(Stored items)
------------
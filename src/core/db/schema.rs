// Diesel table definitions, kept in lockstep with migrations/.
//
// Decimals are stored as text to preserve full precision; timestamps are
// RFC3339 text. Statistics (strengths, spreads, confidences) are stored as
// doubles.

diesel::table! {
    events (id) {
        id -> Text,
        slug -> Text,
        title -> Text,
        active -> Bool,
        closed -> Bool,
        end_time -> Nullable<Text>,
        series_id -> Nullable<Text>,
        updated_at -> Text,
    }
}

diesel::table! {
    markets (id) {
        id -> Text,
        event_id -> Text,
        slug -> Text,
        question -> Text,
        condition_id -> Text,
        tick_size -> Text,
        active -> Bool,
        closed -> Bool,
        neg_risk -> Bool,
        updated_at -> Text,
    }
}

diesel::table! {
    tokens (id) {
        id -> Text,
        market_id -> Text,
        outcome -> Text,
    }
}

diesel::table! {
    tags (id) {
        id -> Text,
        label -> Text,
        slug -> Text,
    }
}

diesel::table! {
    event_tags (event_id, tag_id) {
        event_id -> Text,
        tag_id -> Text,
    }
}

diesel::table! {
    orderbook_latest (token_id) {
        token_id -> Text,
        snapshot_ts -> Text,
        best_bid -> Nullable<Text>,
        best_ask -> Nullable<Text>,
        mid -> Nullable<Text>,
        bids -> Text,
        asks -> Text,
    }
}

diesel::table! {
    market_data_health (token_id) {
        token_id -> Text,
        last_ws_ts -> Nullable<Text>,
        last_rest_ts -> Nullable<Text>,
        spread_bps -> Nullable<Double>,
        price_jump_bps -> Nullable<Double>,
        last_book_change_ts -> Nullable<Text>,
        stale -> Bool,
    }
}

diesel::table! {
    last_trade_prices (token_id) {
        token_id -> Text,
        price -> Text,
        trade_ts -> Text,
    }
}

diesel::table! {
    signals (id) {
        id -> Text,
        signal_type -> Text,
        source -> Text,
        event_id -> Nullable<Text>,
        market_id -> Nullable<Text>,
        token_id -> Nullable<Text>,
        strength -> Double,
        direction -> Text,
        payload -> Text,
        expires_at -> Text,
        created_at -> Text,
    }
}

diesel::table! {
    signal_sources (name) {
        name -> Text,
        source_type -> Text,
        endpoint -> Text,
        poll_interval_secs -> BigInt,
        enabled -> Bool,
        health_status -> Text,
        last_poll_at -> Nullable<Text>,
        last_error -> Nullable<Text>,
    }
}

diesel::table! {
    market_labels (market_id, label) {
        market_id -> Text,
        label -> Text,
        sub_label -> Nullable<Text>,
        auto_labeled -> Bool,
        confidence -> Double,
    }
}

diesel::table! {
    strategies (name) {
        name -> Text,
        enabled -> Bool,
        priority -> Integer,
        params -> Text,
        required_signals -> Text,
        stats -> Text,
        updated_at -> Text,
    }
}

diesel::table! {
    opportunities (id) {
        id -> Text,
        strategy -> Text,
        status -> Text,
        event_id -> Nullable<Text>,
        primary_market_id -> Nullable<Text>,
        edge_pct -> Text,
        edge_usd -> Text,
        max_size -> Text,
        confidence -> Double,
        risk_score -> Double,
        expires_at -> Text,
        legs -> Text,
        signal_ids -> Text,
        reasoning -> Text,
        warnings -> Text,
        created_at -> Text,
    }
}

diesel::table! {
    execution_plans (id) {
        id -> Text,
        opportunity_id -> Text,
        status -> Text,
        strategy -> Text,
        planned_size_usd -> Text,
        max_loss_usd -> Text,
        kelly_fraction -> Double,
        legs -> Text,
        params -> Text,
        preflight_result -> Nullable<Text>,
        created_at -> Text,
        executed_at -> Nullable<Text>,
    }
}

diesel::table! {
    orders (id) {
        id -> Text,
        plan_id -> Text,
        token_id -> Text,
        side -> Text,
        direction -> Text,
        price -> Text,
        size_usd -> Text,
        status -> Text,
        external_order_id -> Nullable<Text>,
        client_order_id -> Text,
        submitted_at -> Nullable<Text>,
        filled_usd -> Text,
        avg_price -> Nullable<Text>,
        fee -> Text,
        failure_reason -> Nullable<Text>,
    }
}

diesel::table! {
    fills (id) {
        id -> Nullable<Integer>,
        plan_id -> Text,
        token_id -> Text,
        direction -> Text,
        filled_size -> Text,
        avg_price -> Text,
        fee -> Text,
        slippage -> Nullable<Text>,
        filled_at -> Text,
    }
}

diesel::table! {
    positions (token_id) {
        token_id -> Text,
        market_id -> Text,
        direction -> Text,
        quantity -> Text,
        avg_entry_price -> Text,
        current_price -> Nullable<Text>,
        cost_basis -> Text,
        unrealized_pnl -> Text,
        realized_pnl -> Text,
        status -> Text,
        strategy -> Text,
        opened_at -> Text,
        closed_at -> Nullable<Text>,
    }
}

diesel::table! {
    portfolio_snapshots (snapshot_at) {
        snapshot_at -> Text,
        total_cost_basis -> Text,
        total_market_value -> Text,
        unrealized_pnl -> Text,
        realized_pnl -> Text,
        net_liquidation -> Text,
    }
}

diesel::table! {
    pnl_records (plan_id) {
        plan_id -> Text,
        strategy -> Text,
        expected_edge -> Text,
        realized_pnl -> Nullable<Text>,
        realized_roi -> Nullable<Double>,
        slippage_loss -> Nullable<Text>,
        outcome -> Text,
        failure_reason -> Nullable<Text>,
        settled_at -> Nullable<Text>,
    }
}

diesel::table! {
    market_settlements (market_id) {
        market_id -> Text,
        event_id -> Text,
        outcome -> Text,
        labels -> Text,
        initial_yes_price -> Nullable<Text>,
        final_yes_price -> Nullable<Text>,
        settled_at -> Text,
    }
}

diesel::table! {
    execution_rules (strategy) {
        strategy -> Text,
        auto_execute -> Bool,
        min_confidence -> Double,
        min_edge_pct -> Text,
        stop_loss_pct -> Nullable<Text>,
        take_profit_pct -> Nullable<Text>,
        max_hold_hours -> Nullable<Integer>,
        max_daily_trades -> Integer,
        max_per_trade_usd -> Text,
    }
}

diesel::table! {
    system_settings (key) {
        key -> Text,
        value -> Text,
        description -> Nullable<Text>,
        updated_at -> Text,
    }
}

diesel::table! {
    market_reviews (market_id) {
        market_id -> Text,
        our_action -> Text,
        hypothetical_pnl -> Nullable<Text>,
        actual_pnl -> Nullable<Text>,
        lesson_tags -> Text,
        notes -> Nullable<Text>,
    }
}

diesel::table! {
    sync_states (scope) {
        scope -> Text,
        cursor -> Nullable<Text>,
        watermark_ts -> Nullable<Text>,
        last_success_at -> Nullable<Text>,
        last_attempt_at -> Nullable<Text>,
        last_error -> Nullable<Text>,
        stats -> Text,
    }
}

diesel::table! {
    journal_entries (plan_id) {
        plan_id -> Text,
        strategy -> Text,
        signals -> Text,
        decision_state -> Text,
        entry_params -> Text,
        outcome_state -> Nullable<Text>,
        notes -> Nullable<Text>,
        tags -> Text,
        created_at -> Text,
        reviewed_at -> Nullable<Text>,
    }
}

diesel::table! {
    daily_stats (date) {
        date -> Text,
        opportunities_detected -> Integer,
        opportunities_executed -> Integer,
        opportunities_expired -> Integer,
        plans_created -> Integer,
        plans_executed -> Integer,
        realized_pnl -> Text,
        win_count -> Integer,
        loss_count -> Integer,
    }
}

diesel::table! {
    strategy_daily_stats (date, strategy) {
        date -> Text,
        strategy -> Text,
        opportunities_detected -> Integer,
        opportunities_executed -> Integer,
        plans_executed -> Integer,
        realized_pnl -> Text,
        win_count -> Integer,
        loss_count -> Integer,
    }
}

diesel::allow_tables_to_appear_in_same_query!(
    events,
    markets,
    tokens,
    tags,
    event_tags,
    orderbook_latest,
    market_data_health,
    last_trade_prices,
    signals,
    signal_sources,
    market_labels,
    strategies,
    opportunities,
    execution_plans,
    orders,
    fills,
    positions,
    portfolio_snapshots,
    pnl_records,
    market_settlements,
    execution_rules,
    system_settings,
    market_reviews,
    sync_states,
    journal_entries,
    daily_stats,
    strategy_daily_stats,
);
------------
▶ _Requirement_:
Only lines containing the word "Bool" should appear in the answer, and every such line from the records above must be there.

▶ _Your solution_:
        active -> Bool,
        closed -> Bool,
        active -> Bool,
        closed -> Bool,
        neg_risk -> Bool,
        stale -> Bool,
        enabled -> Bool,
        auto_labeled -> Bool,
        enabled -> Bool,
        auto_execute -> Bool,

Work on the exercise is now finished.